Exercise description:
Exactly the lines from the top of the records below through the one containing "surfaces rollback errors." must be set down, with no line added or dropped.

_____

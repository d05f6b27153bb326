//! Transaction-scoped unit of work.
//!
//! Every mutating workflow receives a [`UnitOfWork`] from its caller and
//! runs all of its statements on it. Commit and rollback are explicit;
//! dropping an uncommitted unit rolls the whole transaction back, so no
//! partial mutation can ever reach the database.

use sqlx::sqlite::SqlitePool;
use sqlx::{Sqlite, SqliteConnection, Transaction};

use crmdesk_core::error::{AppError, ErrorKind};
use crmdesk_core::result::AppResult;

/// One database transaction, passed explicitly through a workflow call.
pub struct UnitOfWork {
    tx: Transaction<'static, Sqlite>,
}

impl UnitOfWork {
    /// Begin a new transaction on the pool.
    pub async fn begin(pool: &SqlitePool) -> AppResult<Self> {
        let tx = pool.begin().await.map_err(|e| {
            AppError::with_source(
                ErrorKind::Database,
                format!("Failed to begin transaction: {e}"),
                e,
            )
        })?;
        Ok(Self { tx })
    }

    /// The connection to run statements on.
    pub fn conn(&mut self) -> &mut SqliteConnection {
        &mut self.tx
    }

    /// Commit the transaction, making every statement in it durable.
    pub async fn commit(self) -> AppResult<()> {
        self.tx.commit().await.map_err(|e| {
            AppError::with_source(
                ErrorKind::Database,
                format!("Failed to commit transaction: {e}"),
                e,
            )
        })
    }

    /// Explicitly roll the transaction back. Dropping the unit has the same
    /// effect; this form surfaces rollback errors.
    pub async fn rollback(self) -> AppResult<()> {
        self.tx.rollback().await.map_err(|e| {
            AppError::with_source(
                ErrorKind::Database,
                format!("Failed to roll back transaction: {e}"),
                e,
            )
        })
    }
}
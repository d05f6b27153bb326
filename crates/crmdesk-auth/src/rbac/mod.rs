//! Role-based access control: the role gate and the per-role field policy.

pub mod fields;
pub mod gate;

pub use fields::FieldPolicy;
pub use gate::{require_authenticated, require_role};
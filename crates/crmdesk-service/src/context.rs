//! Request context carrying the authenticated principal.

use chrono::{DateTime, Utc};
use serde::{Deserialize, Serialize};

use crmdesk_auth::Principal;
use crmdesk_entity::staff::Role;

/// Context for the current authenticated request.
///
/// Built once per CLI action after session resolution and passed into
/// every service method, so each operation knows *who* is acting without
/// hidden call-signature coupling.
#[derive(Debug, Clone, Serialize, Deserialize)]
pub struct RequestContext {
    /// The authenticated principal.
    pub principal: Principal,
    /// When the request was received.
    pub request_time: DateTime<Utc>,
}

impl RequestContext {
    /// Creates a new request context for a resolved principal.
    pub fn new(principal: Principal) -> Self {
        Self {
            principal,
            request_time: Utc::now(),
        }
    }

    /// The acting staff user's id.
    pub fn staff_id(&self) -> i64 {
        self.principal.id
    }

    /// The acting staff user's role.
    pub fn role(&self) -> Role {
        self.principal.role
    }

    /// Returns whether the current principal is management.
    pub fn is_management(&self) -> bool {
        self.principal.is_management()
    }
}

_____

Solution to this task:
repository d05f6b27153bb326
//! Transaction-scoped unit of work.
//!
//! Every mutating workflow receives a [`UnitOfWork`] from its caller and
//! runs all of its statements on it. Commit and rollback are explicit;
//! dropping an uncommitted unit rolls the whole transaction back, so no
//! partial mutation can ever reach the database.

use sqlx::sqlite::SqlitePool;
use sqlx::{Sqlite, SqliteConnection, Transaction};

use crmdesk_core::error::{AppError, ErrorKind};
use crmdesk_core::result::AppResult;

/// One database transaction, passed explicitly through a workflow call.
pub struct UnitOfWork {
    tx: Transaction<'static, Sqlite>,
}

impl UnitOfWork {
    /// Begin a new transaction on the pool.
    pub async fn begin(pool: &SqlitePool) -> AppResult<Self> {
        let tx = pool.begin().await.map_err(|e| {
            AppError::with_source(
                ErrorKind::Database,
                format!("Failed to begin transaction: {e}"),
                e,
            )
        })?;
        Ok(Self { tx })
    }

    /// The connection to run statements on.
    pub fn conn(&mut self) -> &mut SqliteConnection {
        &mut self.tx
    }

    /// Commit the transaction, making every statement in it durable.
    pub async fn commit(self) -> AppResult<()> {
        self.tx.commit().await.map_err(|e| {
            AppError::with_source(
                ErrorKind::Database,
                format!("Failed to commit transaction: {e}"),
                e,
            )
        })
    }

    /// Explicitly roll the transaction back. Dropping the unit has the same
    /// effect; this form surfaces rollback errors.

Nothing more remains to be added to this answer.